→ **Task item**: Every line from the beginning of the data through the line containing "use crate::fetch::ArchiveFetcher;" should be reproduced exactly, and no further lines should be output.

→ **Material to process**:
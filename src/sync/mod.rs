//! Refresh coordination
//!
//! A refresh moves through `Idle → Downloading → Extracting → Done → Idle`.
//! Only one refresh may run at a time; a second request while one is in flight
//! is rejected with [`Error::RefreshInProgress`].
//!
//! Events of one refresh travel through a single ordered channel owned by the
//! returned [`RefreshHandle`], so the caller observes them sequentially on its
//! own task. The same events are mirrored to a broadcast channel for passive
//! observers obtained via [`SyncCoordinator::subscribe`].


use crate::config::Config;
use crate::error::{Error, InstallError, Result};
use crate::fetch::ArchiveFetcher;
use crate::install::{ArchiveInstaller, InstallReport};
use crate::store::LayeredStore;
use crate::types::{Event, RefreshPhase, RefreshState};
use std::path::PathBuf;
use std::sync::atomic::{AtomicBool, Ordering};
use std::sync::{Arc, Mutex, PoisonError};
use tokio::sync::{broadcast, mpsc};
use tokio::task::JoinHandle;
use tokio_util::sync::CancellationToken;
use tracing::{debug, info, warn};

/// Message of the terminal event of a successful refresh
pub const SUCCESS_MESSAGE: &str = "Cache updated successfully";

/// Label of the single transition event between download and install
pub const EXTRACTING_LABEL: &str = "Extracting…";

/// Owns the page store and runs refreshes of its cache layer
#[derive(Clone)]
pub struct SyncCoordinator {
    config: Arc<Config>,
    store: LayeredStore,
    fetcher: ArchiveFetcher,
    refreshing: Arc<AtomicBool>,
    state: Arc<Mutex<Option<RefreshState>>>,
    event_tx: broadcast::Sender<Event>,
}

impl SyncCoordinator {
    /// Validate `config`, create the cache directory and build the store
    ///
    /// A page tree left aside by an install that was interrupted mid-swap is
    /// restored before the store is built.
    pub fn new(config: Config) -> Result<Self> {
        config.validate()?;

        let cache_dir = config.store.cache_dir();
        std::fs::create_dir_all(&cache_dir)
            .map_err(|e| InstallError::io("create directory", &cache_dir, e))?;
        ArchiveInstaller::recover_interrupted(&config.store.cache_root)?;

        let store = LayeredStore::new(&config.store);
        let fetcher = ArchiveFetcher::new(&config.sync)?;
        let (event_tx, _rx) = broadcast::channel(config.sync.event_capacity.max(1));

        info!(
            bundled_root = ?config.store.bundled_root,
            cache_root = ?config.store.cache_root,
            active_layer = %store.resolve_active_layer(),
            "sync coordinator ready"
        );

        Ok(Self {
            config: Arc::new(config),
            store,
            fetcher,
            refreshing: Arc::new(AtomicBool::new(false)),
            state: Arc::new(Mutex::new(None)),
            event_tx,
        })
    }

    /// Read-side view over the page trees
    pub fn store(&self) -> &LayeredStore {
        &self.store
    }

    /// Configuration this coordinator was built with
    pub fn config(&self) -> &Config {
        &self.config
    }

    /// Subscribe to the events of every refresh started after this call
    ///
    /// Receivers that fall behind lose the oldest events (see
    /// [`broadcast::error::RecvError::Lagged`]); the handle's own channel never does.
    pub fn subscribe(&self) -> broadcast::Receiver<Event> {
        self.event_tx.subscribe()
    }

    /// Whether a refresh is currently in flight
    pub fn is_refreshing(&self) -> bool {
        self.refreshing.load(Ordering::SeqCst)
    }

    /// Snapshot of the in-flight refresh, or `None` when idle
    pub fn state(&self) -> Option<RefreshState> {
        self.state
            .lock()
            .unwrap_or_else(PoisonError::into_inner)
            .clone()
    }

    /// Start a refresh of the cache layer
    ///
    /// Must be called from within a tokio runtime. Returns
    /// [`Error::RefreshInProgress`] without touching the running refresh if one
    /// is already in flight.
    pub fn refresh(&self) -> Result<RefreshHandle> {
        if self
            .refreshing
            .compare_exchange(false, true, Ordering::SeqCst, Ordering::SeqCst)
            .is_err()
        {
            debug!("refresh requested while another is running");
            return Err(Error::RefreshInProgress);
        }
        let guard = RefreshGuard {
            flag: self.refreshing.clone(),
            state: self.state.clone(),
        };
        guard.set(RefreshState::new());

        let (tx, events) = mpsc::unbounded_channel();
        let cancel = CancellationToken::new();

        let pipeline = RefreshPipeline {
            url: self.config.sync.archive_url.clone(),
            archive_path: self.config.archive_path(),
            cache_root: self.config.store.cache_root.clone(),
            fetcher: self.fetcher.clone(),
            cancel: cancel.clone(),
            tx,
            event_tx: self.event_tx.clone(),
        };

        info!(url = %pipeline.url, "starting cache refresh");

        let task = tokio::spawn(async move {
            let result = pipeline.run(&guard).await;

            let finished = match &result {
                Ok(_) => Event::Finished {
                    success: true,
                    message: SUCCESS_MESSAGE.to_string(),
                },
                Err(e) => Event::Finished {
                    success: false,
                    message: e.user_message(),
                },
            };

            // Subscribers get this refresh's terminal event before any event of the
            // next one, and the handle's owner sees the flag already released
            pipeline.broadcast(finished.clone());
            drop(guard);
            pipeline.deliver(finished);
            result
        });

        Ok(RefreshHandle {
            events,
            task,
            cancel,
        })
    }
}

impl std::fmt::Debug for SyncCoordinator {
    fn fmt(&self, f: &mut std::fmt::Formatter<'_>) -> std::fmt::Result {
        f.debug_struct("SyncCoordinator")
            .field("store", &self.store)
            .field("refreshing", &self.is_refreshing())
            .finish_non_exhaustive()
    }
}

/// Clears the in-flight flag and state snapshot when a refresh ends, even on panic
struct RefreshGuard {
    flag: Arc<AtomicBool>,
    state: Arc<Mutex<Option<RefreshState>>>,
}

impl RefreshGuard {
    fn set(&self, state: RefreshState) {
        *self.state.lock().unwrap_or_else(PoisonError::into_inner) = Some(state);
    }

    fn update(&self, f: impl FnOnce(&mut RefreshState)) {
        if let Some(state) = self
            .state
            .lock()
            .unwrap_or_else(PoisonError::into_inner)
            .as_mut()
        {
            f(state);
        }
    }
}

impl Drop for RefreshGuard {
    fn drop(&mut self) {
        *self.state.lock().unwrap_or_else(PoisonError::into_inner) = None;
        self.flag.store(false, Ordering::SeqCst);
    }
}

struct RefreshPipeline {
    url: String,
    archive_path: PathBuf,
    cache_root: PathBuf,
    fetcher: ArchiveFetcher,
    cancel: CancellationToken,
    tx: mpsc::UnboundedSender<Event>,
    event_tx: broadcast::Sender<Event>,
}

impl RefreshPipeline {
    async fn run(&self, guard: &RefreshGuard) -> Result<InstallReport> {
        let fetched = self
            .fetcher
            .fetch_with_cancel(&self.url, &self.archive_path, &self.cancel, |progress| {
                guard.update(|state| {
                    state.bytes_downloaded = progress.bytes_received;
                    state.total_bytes = progress.total_bytes;
                });
                self.emit(Event::Progress {
                    phase: RefreshPhase::Downloading,
                    fraction: progress.fraction,
                    label: progress.label,
                });
            })
            .await?;

        if self.cancel.is_cancelled() {
            if let Err(e) = tokio::fs::remove_file(&fetched.path).await {
                warn!(path = ?fetched.path, error = %e, "failed to remove downloaded archive");
            }
            info!("refresh cancelled before install");
            return Err(Error::Cancelled);
        }

        guard.update(|state| state.phase = RefreshPhase::Extracting);
        self.emit(Event::Progress {
            phase: RefreshPhase::Extracting,
            fraction: 1.0,
            label: EXTRACTING_LABEL.to_string(),
        });

        let report = ArchiveInstaller::install(&fetched.path, &self.cache_root).await?;
        guard.update(|state| state.phase = RefreshPhase::InstallingDone);

        info!(
            cache_root = ?report.cache_root,
            languages = report.languages,
            pages = report.pages,
            bytes = fetched.bytes,
            "cache refresh finished"
        );
        Ok(report)
    }

    fn emit(&self, event: Event) {
        self.deliver(event.clone());
        self.broadcast(event);
    }

    // Receivers may be gone; a refresh is never aborted for lack of observers
    fn deliver(&self, event: Event) {
        self.tx.send(event).ok();
    }

    fn broadcast(&self, event: Event) {
        self.event_tx.send(event).ok();
    }
}

/// Handle to one running refresh
///
/// Dropping the handle does not stop the refresh; call [`cancel`](Self::cancel)
/// for that.
#[derive(Debug)]
pub struct RefreshHandle {
    events: mpsc::UnboundedReceiver<Event>,
    task: JoinHandle<Result<InstallReport>>,
    cancel: CancellationToken,
}

impl RefreshHandle {
    /// Next event of this refresh, or `None` once the terminal event has been taken
    pub async fn next_event(&mut self) -> Option<Event> {
        self.events.recv().await
    }

    /// Request cancellation
    ///
    /// Honored while downloading and before the install starts. An install that
    /// has already begun runs to completion, since it swaps the tree atomically.
    pub fn cancel(&self) {
        self.cancel.cancel();
    }

    /// Wait for the refresh to end, discarding any events not yet taken
    pub async fn wait(self) -> Result<InstallReport> {
        self.task
            .await
            .map_err(|e| InstallError::TaskFailed(e.to_string()))?
    }

    /// Deliver every event to the callbacks, in order, then return the outcome
    ///
    /// `on_progress` receives `(fraction, label)` for each progress event and
    /// `on_finished` receives `(success, message)` exactly once.
    pub async fn drive(
        mut self,
        mut on_progress: impl FnMut(f64, &str),
        on_finished: impl FnOnce(bool, &str),
    ) -> Result<InstallReport> {
        let mut on_finished = Some(on_finished);
        while let Some(event) = self.events.recv().await {
            match event {
                Event::Progress {
                    fraction, label, ..
                } => on_progress(fraction, &label),
                Event::Finished { success, message } => {
                    if let Some(on_finished) = on_finished.take() {
                        on_finished(success, &message);
                    }
                }
            }
        }
        self.wait().await
    }
}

→ **Solved problem**:
filename src/sync/mod.rs
//! Refresh coordination
//!
//! A refresh moves through `Idle → Downloading → Extracting → Done → Idle`.
//! Only one refresh may run at a time; a second request while one is in flight
//! is rejected with [`Error::RefreshInProgress`].
//!
//! Events of one refresh travel through a single ordered channel owned by the
//! returned [`RefreshHandle`], so the caller observes them sequentially on its
//! own task. The same events are mirrored to a broadcast channel for passive
//! observers obtained via [`SyncCoordinator::subscribe`].


use crate::config::Config;
use crate::error::{Error, InstallError, Result};
use crate::fetch::ArchiveFetcher;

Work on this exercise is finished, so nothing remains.